> Work instructions
The reply should be an exact transcription of every record.

*** Opening Supplied records ***

//! Token persistence for OAuth-protected STH services.
//!
//! The token manager never talks to a storage backend directly; it is handed
//! an `Arc<dyn CredentialStore>` and persists every new token through it.
//!
//! ```text
//! ┌──────────────────────────┐
//! │      TokenManager        │
//! └──────────────────────────┘
//!        put ↓      ↑ get
//! ┌──────────────────────────┐
//! │  dyn CredentialStore     │
//! │  - MemoryCredentialStore │
//! │  - SqliteCredentialStore │──► TokenCipher (AES-256-GCM)
//! └──────────────────────────┘
//! ```
//!
//! # Usage
//!
//! ```no_run
//! use sth_bridge::credentials::{CredentialStore, SqliteCredentialStore, Token};
//!
//! # fn main() -> anyhow::Result<()> {
//! let key = std::env::var("STH_ENCRYPTION_KEY")?;
//! let store = SqliteCredentialStore::open("sth-credentials.db", &key)?;
//!
//! let token = Token::from_response(serde_json::json!({
//!     "access_token": "abc",
//!     "refresh_token": "def",
//!     "expires_in": 3600
//! }))?;
//! store.put("orion", &token)?;
//!
//! if let Some(token) = store.get("orion")? {
//!     println!("expires at {:?}", token.expires_at);
//! }
//! # Ok(())
//! # }
//! ```

use anyhow::{anyhow, Result};
use chrono::{DateTime, Duration, Utc};
use serde::{Deserialize, Serialize};
use std::collections::HashMap;
use std::sync::RwLock;

mod encryption;
mod storage;

pub use storage::SqliteCredentialStore;

/// An OAuth2 token as issued by the provider.
///
/// Tokens are replaced wholesale on every exchange or refresh, never mutated.
#[derive(Clone, Debug, PartialEq, Serialize, Deserialize)]
pub struct Token {
    /// Value sent in the `X-Auth-Token` header
    pub access_token: String,

    /// Refresh material, if the provider issued any
    pub refresh_token: Option<String>,

    /// When the access token expires (UTC)
    pub expires_at: Option<DateTime<Utc>>,

    /// The provider's token response, kept verbatim
    pub raw: serde_json::Value,
}

impl Token {
    /// Builds a token from a standard RFC 6749 token response body.
    ///
    /// `expires_in` is converted to an absolute expiry relative to now.
    pub fn from_response(raw: serde_json::Value) -> Result<Self> {
        let access_token = raw
            .get("access_token")
            .and_then(|v| v.as_str())
            .ok_or_else(|| anyhow!("token response has no access_token"))?
            .to_string();

        let refresh_token = raw
            .get("refresh_token")
            .and_then(|v| v.as_str())
            .map(str::to_string);

        // Some providers send expires_in as a string
        let expires_in = raw.get("expires_in").and_then(|v| {
            v.as_i64()
                .or_else(|| v.as_str().and_then(|s| s.parse::<i64>().ok()))
        });
        let expires_at = match expires_in {
            Some(secs) => Some(
                Duration::try_seconds(secs)
                    .and_then(|lifetime| Utc::now().checked_add_signed(lifetime))
                    .ok_or_else(|| anyhow!("token response expires_in out of range: {}", secs))?,
            ),
            None => None,
        };

        Ok(Self {
            access_token,
            refresh_token,
            expires_at,
            raw,
        })
    }

    /// True when a refresh is due: the token has an expiry and refresh
    /// material, and `now >= expires_at - margin`.
    pub fn needs_refresh(&self, now: DateTime<Utc>, margin: Duration) -> bool {
        match (&self.expires_at, &self.refresh_token) {
            (Some(expires_at), Some(_)) => expires_at
                .checked_sub_signed(margin)
                .map_or(true, |due| now >= due),
            _ => false,
        }
    }
}

/// Persistence capability for tokens, keyed by service id.
///
/// Implementations must make `put` an atomic replace.
pub trait CredentialStore: Send + Sync {
    fn get(&self, id: &str) -> Result<Option<Token>>;

    fn put(&self, id: &str, token: &Token) -> Result<()>;

    /// Returns `true` if a token was removed.
    fn delete(&self, id: &str) -> Result<bool>;
}

/// Non-persistent store, used when no database is configured.
#[derive(Default)]
pub struct MemoryCredentialStore {
    tokens: RwLock<HashMap<String, Token>>,
}

impl MemoryCredentialStore {
    pub fn new() -> Self {
        Self::default()
    }
}

impl CredentialStore for MemoryCredentialStore {
    fn get(&self, id: &str) -> Result<Option<Token>> {
        let tokens = self
            .tokens
            .read()
            .map_err(|_| anyhow!("credential map lock poisoned"))?;
        Ok(tokens.get(id).cloned())
    }

    fn put(&self, id: &str, token: &Token) -> Result<()> {
        let mut tokens = self
            .tokens
            .write()
            .map_err(|_| anyhow!("credential map lock poisoned"))?;
        tokens.insert(id.to_string(), token.clone());
        Ok(())
    }

    fn delete(&self, id: &str) -> Result<bool> {
        let mut tokens = self
            .tokens
            .write()
            .map_err(|_| anyhow!("credential map lock poisoned"))?;
        Ok(tokens.remove(id).is_some())
    }
}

*** Closing Supplied records ***

> Your response
//! Token persistence for OAuth-protected STH services.
//!
//! The token manager never talks to a storage backend directly; it is handed
//! an `Arc<dyn CredentialStore>` and persists every new token through it.
//!
//! ```text
//! ┌──────────────────────────┐
//! │      TokenManager        │
//! └──────────────────────────┘
//!        put ↓      ↑ get
//! ┌──────────────────────────┐
//! │  dyn CredentialStore     │
//! │  - MemoryCredentialStore │
//! │  - SqliteCredentialStore │──► TokenCipher (AES-256-GCM)
//! └──────────────────────────┘
//! ```
//!
//! # Usage
//!
//! ```no_run
//! use sth_bridge::credentials::{CredentialStore, SqliteCredentialStore, Token};
//!
//! # fn main() -> anyhow::Result<()> {
//! let key = std::env::var("STH_ENCRYPTION_KEY")?;
//! let store = SqliteCredentialStore::open("sth-credentials.db", &key)?;
//!
//! let token = Token::from_response(serde_json::json!({
//!     "access_token": "abc",
//!     "refresh_token": "def",
//!     "expires_in": 3600
//! }))?;
//! store.put("orion", &token)?;
//!
//! if let Some(token) = store.get("orion")? {
//!     println!("expires at {:?}", token.expires_at);
//! }
//! # Ok(())
//! # }
//! ```

use anyhow::{anyhow, Result};
use chrono::{DateTime, Duration, Utc};
use serde::{Deserialize, Serialize};
use std::collections::HashMap;
use std::sync::RwLock;

mod encryption;
mod storage;

pub use storage::SqliteCredentialStore;

/// An OAuth2 token as issued by the provider.
///
/// Tokens are replaced wholesale on every exchange or refresh, never mutated.
#[derive(Clone, Debug, PartialEq, Serialize, Deserialize)]
pub struct Token {
    /// Value sent in the `X-Auth-Token` header
    pub access_token: String,

    /// Refresh material, if the provider issued any
    pub refresh_token: Option<String>,

    /// When the access token expires (UTC)
    pub expires_at: Option<DateTime<Utc>>,

    /// The provider's token response, kept verbatim
    pub raw: serde_json::Value,
}

impl Token {
    /// Builds a token from a standard RFC 6749 token response body.
    ///
    /// `expires_in` is converted to an absolute expiry relative to now.
    pub fn from_response(raw: serde_json::Value) -> Result<Self> {
        let access_token = raw
            .get("access_token")
            .and_then(|v| v.as_str())
            .ok_or_else(|| anyhow!("token response has no access_token"))?
            .to_string();

        let refresh_token = raw
            .get("refresh_token")
            .and_then(|v| v.as_str())
            .map(str::to_string);

        // Some providers send expires_in as a string
        let expires_in = raw.get("expires_in").and_then(|v| {
            v.as_i64()
                .or_else(|| v.as_str().and_then(|s| s.parse::<i64>().ok()))
        });
        let expires_at = match expires_in {
            Some(secs) => Some(
                Duration::try_seconds(secs)
                    .and_then(|lifetime| Utc::now().checked_add_signed(lifetime))
                    .ok_or_else(|| anyhow!("token response expires_in out of range: {}", secs))?,
            ),
            None => None,
        };

        Ok(Self {
            access_token,
            refresh_token,
            expires_at,
            raw,
        })
    }

    /// True when a refresh is due: the token has an expiry and refresh
    /// material, and `now >= expires_at - margin`.
    pub fn needs_refresh(&self, now: DateTime<Utc>, margin: Duration) -> bool {
        match (&self.expires_at, &self.refresh_token) {
            (Some(expires_at), Some(_)) => expires_at
                .checked_sub_signed(margin)
                .map_or(true, |due| now >= due),
            _ => false,
        }
    }
}

/// Persistence capability for tokens, keyed by service id.
///
/// Implementations must make `put` an atomic replace.
pub trait CredentialStore: Send + Sync {
    fn get(&self, id: &str) -> Result<Option<Token>>;

    fn put(&self, id: &str, token: &Token) -> Result<()>;

    /// Returns `true` if a token was removed.
    fn delete(&self, id: &str) -> Result<bool>;
}

/// Non-persistent store, used when no database is configured.
#[derive(Default)]
pub struct MemoryCredentialStore {
    tokens: RwLock<HashMap<String, Token>>,
}

impl MemoryCredentialStore {
    pub fn new() -> Self {
        Self::default()
    }
}

impl CredentialStore for MemoryCredentialStore {
    fn get(&self, id: &str) -> Result<Option<Token>> {
        let tokens = self
            .tokens
            .read()
            .map_err(|_| anyhow!("credential map lock poisoned"))?;
        Ok(tokens.get(id).cloned())
    }

    fn put(&self, id: &str, token: &Token) -> Result<()> {
        let mut tokens = self
            .tokens
            .write()
            .map_err(|_| anyhow!("credential map lock poisoned"))?;
        tokens.insert(id.to_string(), token.clone());
        Ok(())
    }

    fn delete(&self, id: &str) -> Result<bool> {
        let mut tokens = self
            .tokens
            .write()
            .map_err(|_| anyhow!("credential map lock poisoned"))?;
        Ok(tokens.remove(id).is_some())
    }
}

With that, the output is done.